Pero aún hoy, y desgraciadamente todavía por mucho tiempo, abundan los
hombres machistas, que se creen que tienen derecho a todo, que hacen lo que
quieren, que tienen hijos fuera del matrimonio, que beben alcohol hasta no dar
más, que le pegan a sus esposas, y que se sienten más hombres cuando toman más
y tienen más mujeres.
¡Qué asco! ¡Qué ignorancia!
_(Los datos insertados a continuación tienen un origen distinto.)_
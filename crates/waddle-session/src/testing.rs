//! In-memory session fake for unit tests.

use std::sync::{Arc, Mutex, OnceLock};

use async_trait::async_trait;
use tokio_util::sync::CancellationToken;

use crate::session::{EnqueueResult, Session};
use crate::types::{CloseReason, Device, Identity, Message, Principal, SessionId};

/// Session that records what it is sent instead of writing to a connection.
pub struct FakeSession {
    id: SessionId,
    identity: Mutex<Identity>,
    delivered: Mutex<Vec<Message>>,
    close_reason: OnceLock<CloseReason>,
    shutdown: CancellationToken,
}

impl FakeSession {
    pub fn anonymous(temp: Principal) -> Arc<Self> {
        Arc::new(Self {
            id: SessionId::new(temp),
            identity: Mutex::new(Identity::anonymous(temp)),
            delivered: Mutex::new(Vec::new()),
            close_reason: OnceLock::new(),
            shutdown: CancellationToken::new(),
        })
    }

    pub fn signed_in(temp: Principal, uid: Principal, device: Device) -> Arc<Self> {
        let session = Self::anonymous(temp);
        session.bind(uid, device);
        session
    }

    pub fn delivered(&self) -> Vec<Message> {
        self.delivered.lock().unwrap().clone()
    }
}

#[async_trait]
impl Session for FakeSession {
    fn id(&self) -> SessionId {
        self.id
    }

    fn identity(&self) -> Identity {
        *self.identity.lock().unwrap()
    }

    fn bind(&self, principal: Principal, device: Device) {
        *self.identity.lock().unwrap() = Identity::new(principal, device);
    }

    async fn run(self: Arc<Self>) {
        self.shutdown.cancelled().await;
    }

    fn enqueue(&self, message: Message) -> EnqueueResult {
        if self.is_closed() {
            return EnqueueResult::Closed;
        }
        self.delivered.lock().unwrap().push(message);
        EnqueueResult::Queued
    }

    fn close(&self, reason: CloseReason) -> bool {
        if self.close_reason.set(reason).is_err() {
            return false;
        }
        self.shutdown.cancel();
        true
    }

    fn is_closed(&self) -> bool {
        self.close_reason.get().is_some()
    }

    fn close_reason(&self) -> Option<CloseReason> {
        self.close_reason.get().copied()
    }
}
La felicidad nunca estará en esos vicios, sino en ese
juego que compartes con tus hijos, en los pañales que le cambias a tu bebé, en el
biberón que le das a la vez que siente tu calor de padre, en la amistad y el diálogo
que le brindas a tu hijo adolescente, en ir al parque a jugar un partido de fútbol con
tu hijo y sus amigos, en entender que quien te dice criollamente “pisado” o “saco
largo” es una persona muy pobre de espíritu, que no ha tenido posibilidad o
capacidad de educarse, que es presa fácil de la ignorancia y que debes rezar mucho
por ella.
Hasta Jesús, el mismo Hijo de Dios, creció, se arrulló, y nos dejó al ascender al
cielo, una mujer, que, como lo hizo con El, está esperando para arrullarnos y
consolarnos.
¿Acaso existe alguien más pura, más llena de amor, que María? Y es
simple y grandemente UNA MUJER.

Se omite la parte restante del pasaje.